WebScraper is a Python-based tool designed to navigate and extract information from websites. It is built to be versatile and customizable through various parameters, allowing users to specify starting URLs, content selection criteria, and more. The tool utilizes Beautiful Soup for parsing HTML content and the Requests library for fetching web pages.
- Customizable URL Navigation: Start from any URL and follow links within the domain.
- Pattern Matching: Only visit and process pages that match a given regular expression pattern.
- Content Selection: Use CSS selectors to target specific content on each page.
- Page Limit: Control the maximum number of pages to visit to prevent excessive crawling.
- Output to JSON: Results are conveniently saved in a JSON file, including titles, URLs, and text content.
Ensure you have the following installed:
- Python 3.6 or later
- requests
- beautifulsoup4
- lxml
Install the necessary packages using pip:
pip install requests beautifulsoup4 lxml
or
pip install -r requirements.txt
Clone the repository to your local machine:
git clone https://github.com/AbdulhadiAlaraj/WebScraper.git
Navigate to the WebScraper directory:
cd WebScraper
Edit the config dictionary in the script to suit your scraping needs:
- url: The starting URL for scraping.
- match: The regular expression pattern for matching URLs to visit.
- selector: The CSS selector for the content of interest.
- maxPagesToCrawl: The maximum number of pages to visit.
- outputFileName: The name of the file where results will be saved.
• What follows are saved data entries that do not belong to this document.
//! End-to-end pipeline tests with a scripted recognizer: rendered page
//! images go in, an SVG and report come out, no model runtime required.

use futures::future::BoxFuture;
use pdfocr::pipeline::enhance::EnhanceStrategy;
use pdfocr::process;
use pdfocr::{
    DisplayMode, ModelCatalog, OcrEngine, OcrFailure, PageImage, ProcessConfig, Recognizer,
    ReportStatus,
};
use std::io::Write;
use std::time::{Duration, Instant};

/// Answers each page with positioned JSON; pages listed in `fail_pages`
/// always fail with a process error.
struct FakeModel {
    fail_pages: Vec<usize>,
}

impl Recognizer for FakeModel {
    fn recognize<'a>(
        &'a self,
        _model: &'a str,
        _prompt: &'a str,
        image: &'a [u8],
        _timeout: Duration,
    ) -> BoxFuture<'a, Result<String, OcrFailure>> {
        // Image files are seeded with their page index, see make_pages().
        let index: usize = String::from_utf8_lossy(image).trim().parse().unwrap();
        Box::pin(async move {
            if self.fail_pages.contains(&index) {
                return Err(OcrFailure::ProcessTimeout { secs: 1 });
            }
            Ok(format!(
                concat!(
                    "Here is the result:\n",
                    "{{\"text\":\"content of page {i}\",\"confidence\":0.9,\"language\":\"en\",",
                    "\"blocks\":[{{\"text\":\"content of page {i}\",\"bbox\":[40,50,700,30],",
                    "\"confidence\":0.9}}]}}"
                ),
                i = index
            ))
        })
    }
}

fn make_pages(dir: &tempfile::TempDir, n: usize) -> Vec<PageImage> {
    (0..n)
        .map(|i| {
            let path = dir.path().join(format!("page-{i:04}.png"));
            let mut f = std::fs::File::create(&path).unwrap();
            write!(f, "{i}").unwrap();
            PageImage {
                index: i,
                path,
                width: 800,
                height: 600,
                enhancement: EnhanceStrategy::Original,
            }
        })
        .collect()
}

fn fast_config() -> ProcessConfig {
    let mut config = ProcessConfig::default();
    config.workers = 2;
    config.retry.max_retries = 1;
    config.retry.initial_delay = Duration::from_millis(1);
    config.retry.max_delay = Duration::from_millis(2);
    config
}

fn engine(fail_pages: Vec<usize>, config: &ProcessConfig) -> OcrEngine<FakeModel> {
    let catalog = ModelCatalog::from_models(["llava:7b"]);
    OcrEngine::new(FakeModel { fail_pages }, &catalog, config).unwrap()
}

#[tokio::test]
async fn full_pipeline_produces_svg_and_report() {
    let page_dir = tempfile::tempdir().unwrap();
    let out_dir = tempfile::tempdir().unwrap();
    let pages = make_pages(&page_dir, 3);
    let config = fast_config();
    let eng = engine(vec![], &config);

    let output = process::process_pages(
        &eng,
        &pages,
        "doc.pdf",
        "doc",
        out_dir.path(),
        &config,
        Instant::now(),
    )
    .await
    .unwrap();

    assert!(output.svg_path.exists());
    assert_eq!(output.svg_path.file_name().unwrap(), "doc.svg");
    assert_eq!(output.results.len(), 3);
    assert_eq!(output.report.status, ReportStatus::Completed);
    assert_eq!(output.report.pages_processed, 3);
    assert_eq!(output.report.total_pages, 3);
    assert!((output.report.average_confidence - 0.9).abs() < 1e-9);
    assert_eq!(output.report.artifacts, vec![output.svg_path.clone()]);

    let svg = std::fs::read_to_string(&output.svg_path).unwrap();
    assert!(svg.starts_with("<svg "));
    assert!(svg.contains("data-display-mode=\"scroll\""));
    for i in 0..3 {
        assert!(svg.contains(&format!("content of page {i}")), "page {i} text missing");
    }
    // Visible run + search duplicate per block.
    assert!(svg.contains("class=\"search-layer\""));
    // Three pages in scroll mode get navigation.
    assert!(svg.contains("showPage"));
}

#[tokio::test]
async fn exhausted_page_is_reported_but_does_not_fail_the_run() {
    let page_dir = tempfile::tempdir().unwrap();
    let out_dir = tempfile::tempdir().unwrap();
    let pages = make_pages(&page_dir, 3);
    let config = fast_config();
    let eng = engine(vec![1], &config);

    let output = process::process_pages(
        &eng,
        &pages,
        "doc.pdf",
        "doc",
        out_dir.path(),
        &config,
        Instant::now(),
    )
    .await
    .unwrap();

    assert_eq!(output.report.status, ReportStatus::Completed);
    assert_eq!(output.report.pages_processed, 2);
    assert_eq!(output.report.total_pages, 3);
    assert_eq!(output.report.errors.len(), 1);
    assert!(output.report.errors[0].starts_with("page 2:"));
    assert!(!output.results[1].is_success());

    // The failed page still occupies its canvas slot; its neighbours keep
    // their text.
    let svg = std::fs::read_to_string(&output.svg_path).unwrap();
    assert!(svg.contains("content of page 0"));
    assert!(svg.contains("content of page 2"));
    assert!(svg.contains("id=\"page-2\""));
}

#[tokio::test]
async fn grid_mode_composes_all_pages_visible() {
    let page_dir = tempfile::tempdir().unwrap();
    let out_dir = tempfile::tempdir().unwrap();
    let pages = make_pages(&page_dir, 4);
    let mut config = fast_config();
    config.display_mode = DisplayMode::Grid;
    config.grid_columns = 2;
    let eng = engine(vec![], &config);

    let output = process::process_pages(
        &eng,
        &pages,
        "doc.pdf",
        "doc",
        out_dir.path(),
        &config,
        Instant::now(),
    )
    .await
    .unwrap();

    let svg = std::fs::read_to_string(&output.svg_path).unwrap();
    assert!(svg.contains("data-display-mode=\"grid\""));
    assert!(!svg.contains("showPage"), "grid mode has no page navigation");
    assert!(!svg.contains("display:none"), "all grid pages start visible");
    // 2 columns × (800 + 20) spacing.
    assert!(svg.contains("width=\"1640\""));
}

#[tokio::test]
async fn report_written_to_disk_roundtrips() {
    let page_dir = tempfile::tempdir().unwrap();
    let out_dir = tempfile::tempdir().unwrap();
    let pages = make_pages(&page_dir, 2);
    let config = fast_config();
    let eng = engine(vec![0], &config);

    let output = process::process_pages(
        &eng,
        &pages,
        "doc.pdf",
        "doc",
        out_dir.path(),
        &config,
        Instant::now(),
    )
    .await
    .unwrap();

    let path = process::report_path(out_dir.path(), "doc");
    process::write_report(&path, &output.report).unwrap();

    let parsed: pdfocr::FileReport =
        serde_json::from_slice(&std::fs::read(&path).unwrap()).unwrap();
    assert_eq!(parsed.pages_processed, 1);
    assert_eq!(parsed.total_pages, 2);
    assert_eq!(parsed.status, ReportStatus::Completed);
    assert_eq!(parsed.pages.len(), 2);
    assert!(parsed.pages[0].error.is_some());
    assert!(parsed.pages[1].error.is_none());
}
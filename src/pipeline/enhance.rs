//! Page image enhancement applied before recognition.
//!
//! Scans with poor contrast or bleed-through often recognise better after a
//! cheap preprocessing pass. Each strategy is a pure image transform; the
//! choice is recorded on the [`crate::ocr::PageImage`] so a batch report can
//! say what the model actually saw.

use image::{DynamicImage, GrayImage, Luma};
use serde::{Deserialize, Serialize};

/// Binarisation cut-off for [`EnhanceStrategy::Threshold`].
const THRESHOLD_LEVEL: u8 = 128;

/// Preprocessing applied to each rendered page before extraction.
#[derive(Debug, Clone, Copy, PartialEq, Eq, Default, Serialize, Deserialize)]
#[serde(rename_all = "kebab-case")]
#[cfg_attr(feature = "cli", derive(clap::ValueEnum))]
pub enum EnhanceStrategy {
    /// No transformation. (default)
    #[default]
    Original,
    /// Luma-only conversion; removes colour noise from tinted scans.
    Grayscale,
    /// Stretch the luma histogram to the full 0–255 range.
    ContrastStretch,
    /// Binarise at a fixed level; strongest option for faint text on
    /// uniform backgrounds.
    Threshold,
    /// Unsharp mask to crisp up slightly blurred scans.
    Sharpen,
}

impl EnhanceStrategy {
    /// Identifier used in reports and logs.
    pub fn as_str(&self) -> &'static str {
        match self {
            EnhanceStrategy::Original => "original",
            EnhanceStrategy::Grayscale => "grayscale",
            EnhanceStrategy::ContrastStretch => "contrast-stretch",
            EnhanceStrategy::Threshold => "threshold",
            EnhanceStrategy::Sharpen => "sharpen",
        }
    }

    /// Apply the strategy, producing a new image.
    pub fn apply(&self, image: DynamicImage) -> DynamicImage {
        match self {
            EnhanceStrategy::Original => image,
            EnhanceStrategy::Grayscale => image.grayscale(),
            EnhanceStrategy::ContrastStretch => {
                DynamicImage::ImageLuma8(stretch_contrast(image.to_luma8()))
            }
            EnhanceStrategy::Threshold => {
                DynamicImage::ImageLuma8(binarise(image.to_luma8(), THRESHOLD_LEVEL))
            }
            EnhanceStrategy::Sharpen => image.unsharpen(1.5, 3),
        }
    }
}

/// Linear histogram stretch over the observed luma range.
fn stretch_contrast(mut img: GrayImage) -> GrayImage {
    let (mut lo, mut hi) = (u8::MAX, u8::MIN);
    for Luma([v]) in img.pixels() {
        lo = lo.min(*v);
        hi = hi.max(*v);
    }
    if lo >= hi {
        // Flat image, nothing to stretch.
        return img;
    }
    let range = (hi - lo) as f32;
    for Luma([v]) in img.pixels_mut() {
        *v = (((*v - lo) as f32 / range) * 255.0).round() as u8;
    }
    img
}

fn binarise(mut img: GrayImage, level: u8) -> GrayImage {
    for Luma([v]) in img.pixels_mut() {
        *v = if *v >= level { 255 } else { 0 };
    }
    img
}

#[cfg(test)]
mod tests {
    use super::*;
    use image::RgbImage;

    fn sample() -> DynamicImage {
        let img = RgbImage::from_fn(4, 4, |x, y| {
            image::Rgb([(x * 40 + 60) as u8, (y * 40 + 60) as u8, 100])
        });
        DynamicImage::ImageRgb8(img)
    }

    #[test]
    fn original_is_identity() {
        let img = sample();
        let out = EnhanceStrategy::Original.apply(img.clone());
        assert_eq!(out.to_rgb8(), img.to_rgb8());
    }

    #[test]
    fn contrast_stretch_reaches_full_range() {
        let out = EnhanceStrategy::ContrastStretch.apply(sample()).to_luma8();
        let values: Vec<u8> = out.pixels().map(|Luma([v])| *v).collect();
        assert_eq!(values.iter().min(), Some(&0));
        assert_eq!(values.iter().max(), Some(&255));
    }

    #[test]
    fn contrast_stretch_leaves_flat_image_alone() {
        let flat = DynamicImage::ImageLuma8(GrayImage::from_pixel(4, 4, Luma([100])));
        let out = EnhanceStrategy::ContrastStretch.apply(flat).to_luma8();
        assert!(out.pixels().all(|Luma([v])| *v == 100));
    }

    #[test]
    fn threshold_produces_only_black_and_white() {
        let out = EnhanceStrategy::Threshold.apply(sample()).to_luma8();
        assert!(out.pixels().all(|Luma([v])| *v == 0 || *v == 255));
    }

    #[test]
    fn strategies_preserve_dimensions() {
        for strategy in [
            EnhanceStrategy::Original,
            EnhanceStrategy::Grayscale,
            EnhanceStrategy::ContrastStretch,
            EnhanceStrategy::Threshold,
            EnhanceStrategy::Sharpen,
        ] {
            let out = strategy.apply(sample());
            assert_eq!((out.width(), out.height()), (4, 4), "{}", strategy.as_str());
        }
    }

    #[test]
    fn report_identifiers_are_stable() {
        assert_eq!(EnhanceStrategy::Original.as_str(), "original");
        assert_eq!(EnhanceStrategy::ContrastStretch.as_str(), "contrast-stretch");
    }
}
//! Error types for the pdfocr library.
//!
//! Two distinct error types reflect two distinct failure modes:
//!
//! * [`PdfOcrError`] — **Fatal**: processing cannot proceed at all (bad input
//!   file, wrong password, no recognition model installed). Returned as
//!   `Err(PdfOcrError)` from the top-level `process*` functions.
//!
//! * [`OcrFailure`] — **Non-fatal**: a single extraction attempt or page went
//!   wrong (subprocess timeout, unparseable model output). Resolved at the
//!   smallest possible scope: a bad block never fails a page, a failed page
//!   never fails a batch, a failed file never stops the remaining files.
//!   Exhausted failures end up in [`crate::ocr::OcrResult::error`], never as
//!   a propagated `Err`.

use std::path::PathBuf;
use thiserror::Error;

/// All fatal errors returned by the pdfocr library.
///
/// Page-level failures use [`OcrFailure`] and are stored in
/// [`crate::ocr::OcrResult`] rather than propagated here.
#[derive(Debug, Error)]
pub enum PdfOcrError {
    // ── Input errors ──────────────────────────────────────────────────────
    /// Input file was not found at the given path.
    #[error("PDF file not found: '{path}'\nCheck the path exists and is readable.")]
    FileNotFound { path: PathBuf },

    /// Process does not have read permission on the file.
    #[error("Permission denied reading '{path}'\nTry: chmod +r {path:?}")]
    PermissionDenied { path: PathBuf },

    /// The input string is not a valid file path or URL.
    #[error("Invalid input '{input}': not a file path or a valid HTTP/HTTPS URL")]
    InvalidInput { input: String },

    /// HTTP URL was syntactically valid but download failed.
    #[error("Failed to download '{url}': {reason}\nCheck your internet connection.")]
    DownloadFailed { url: String, reason: String },

    /// Download exceeded the configured timeout.
    #[error("Download timed out after {secs}s for '{url}'\nIncrease --download-timeout.")]
    DownloadTimeout { url: String, secs: u64 },

    /// The file exists and was read, but is not a PDF.
    #[error("File is not a valid PDF: '{path}'\nFirst bytes: {magic:?}")]
    NotAPdf { path: PathBuf, magic: [u8; 4] },

    // ── PDF errors ────────────────────────────────────────────────────────
    /// PDF header/trailer/xref is corrupt and cannot be parsed.
    #[error("PDF '{path}' is corrupt: {detail}\nTry repairing with: qpdf --decrypt input.pdf output.pdf")]
    CorruptPdf { path: PathBuf, detail: String },

    /// PDF requires a password but none was provided.
    #[error("PDF '{path}' is encrypted and requires a password.\nProvide it with --password <PASSWORD>.")]
    PasswordRequired { path: PathBuf },

    /// A password was provided but it is wrong.
    #[error("Wrong password for PDF '{path}'")]
    WrongPassword { path: PathBuf },

    /// pdfium-render returned an error for a specific page.
    #[error("Rasterisation failed for page {page}: {detail}")]
    RasterisationFailed { page: usize, detail: String },

    /// The PDF produced no page images at all.
    #[error("No pages could be rendered from '{path}'")]
    NoPagesRendered { path: PathBuf },

    // ── Recognition errors ────────────────────────────────────────────────
    /// The recognition runtime (ollama) is missing or not responding.
    #[error("Recognition runtime unavailable: {detail}\nInstall Ollama from https://ollama.ai and pull a vision model (e.g. `ollama pull llava:7b`).")]
    RuntimeUnavailable { detail: String },

    /// No vision model is installed, so no extraction can run at all.
    #[error("No recognition models installed.\nPull one with: ollama pull llava:7b")]
    NoModelsAvailable,

    // ── I/O errors ────────────────────────────────────────────────────────
    /// Could not create or write an output artifact.
    #[error("Failed to write output file '{path}': {source}")]
    OutputWriteFailed {
        path: PathBuf,
        #[source]
        source: std::io::Error,
    },

    // ── Config errors ─────────────────────────────────────────────────────
    /// Builder validation failed.
    #[error("Invalid configuration: {0}")]
    InvalidConfig(String),

    // ── Catch-all ─────────────────────────────────────────────────────────
    /// Unexpected internal error.
    #[error("Internal error: {0}")]
    Internal(String),
}

/// Coarse classification of an [`OcrFailure`].
///
/// [`crate::retry::RetryPolicy`] keys its retryable-set on this, so it must
/// stay cheap to copy and compare.
#[derive(Debug, Clone, Copy, PartialEq, Eq, Hash, serde::Serialize, serde::Deserialize)]
pub enum FailureKind {
    /// Requested model is not installed (substituted or fatal, never retried).
    ModelUnavailable,
    /// Source page image is missing or unreadable (fatal for that page only).
    ImageMissing,
    /// Recognition subprocess exceeded its deadline.
    ProcessTimeout,
    /// Recognition subprocess exited non-zero.
    ProcessFailure,
    /// Output contained no parseable JSON object.
    MalformedOutput,
    /// A parsed field failed normalisation (block dropped, not the page).
    ValidationError,
}

/// A non-fatal failure for a single extraction attempt or page.
///
/// Carries enough diagnostic detail to explain a failed page in the batch
/// report without re-running.
#[derive(Debug, Clone, Error, serde::Serialize, serde::Deserialize)]
pub enum OcrFailure {
    /// Requested model absent from the catalog.
    #[error("model '{requested}' is not installed (available: {available:?})")]
    ModelUnavailable {
        requested: String,
        available: Vec<String>,
    },

    /// Source image could not be read.
    #[error("page image missing or unreadable: {path}: {detail}")]
    ImageMissing { path: PathBuf, detail: String },

    /// Subprocess hit the hard timeout.
    #[error("recognition timed out after {secs}s")]
    ProcessTimeout { secs: u64 },

    /// Subprocess exited with a non-zero status.
    #[error("recognition process failed (exit code {code:?}): {stderr}")]
    ProcessFailure { code: Option<i32>, stderr: String },

    /// No JSON object could be recovered from the output stream.
    #[error("model output contained no parseable JSON: {detail}")]
    MalformedOutput { detail: String },

    /// A field failed normalisation.
    #[error("validation failed: {detail}")]
    ValidationError { detail: String },
}

impl OcrFailure {
    /// The coarse kind used for retry-policy membership tests.
    pub fn kind(&self) -> FailureKind {
        match self {
            OcrFailure::ModelUnavailable { .. } => FailureKind::ModelUnavailable,
            OcrFailure::ImageMissing { .. } => FailureKind::ImageMissing,
            OcrFailure::ProcessTimeout { .. } => FailureKind::ProcessTimeout,
            OcrFailure::ProcessFailure { .. } => FailureKind::ProcessFailure,
            OcrFailure::MalformedOutput { .. } => FailureKind::MalformedOutput,
            OcrFailure::ValidationError { .. } => FailureKind::ValidationError,
        }
    }
}

#[cfg(test)]
mod tests {
    use super::*;

    #[test]
    fn failure_kind_roundtrip() {
        let f = OcrFailure::ProcessTimeout { secs: 300 };
        assert_eq!(f.kind(), FailureKind::ProcessTimeout);
        assert!(f.to_string().contains("300s"));
    }

    #[test]
    fn process_failure_display() {
        let f = OcrFailure::ProcessFailure {
            code: Some(1),
            stderr: "model crashed".into(),
        };
        let msg = f.to_string();
        assert!(msg.contains("model crashed"), "got: {msg}");
    }

    #[test]
    fn model_unavailable_lists_alternatives() {
        let f = OcrFailure::ModelUnavailable {
            requested: "llava:34b".into(),
            available: vec!["llava:7b".into()],
        };
        assert!(f.to_string().contains("llava:34b"));
        assert!(f.to_string().contains("llava:7b"));
    }

    #[test]
    fn no_models_display() {
        let e = PdfOcrError::NoModelsAvailable;
        assert!(e.to_string().contains("ollama pull"));
    }
}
Running the Scraper
Execute the script:
python scraper.py
Monitor the console output for progress. Results will be saved in the specified output file in JSON format.
To scrape a blog for articles:
- Set url to the blog's homepage.
- Set match to the pattern that identifies article URLs.
- Set selector to target the article text or specific elements.
- Adjust maxPagesToCrawl to limit the number of articles.
- Dynamic Content: WebScraper does not handle JavaScript-generated content. It works best with static HTML pages.
- Rate Limiting: Users should implement their own rate limiting and respect the target website's robots.txt and terms of service.
- Error Handling: While basic error handling is included, more robust handling and logging might be necessary for extensive use.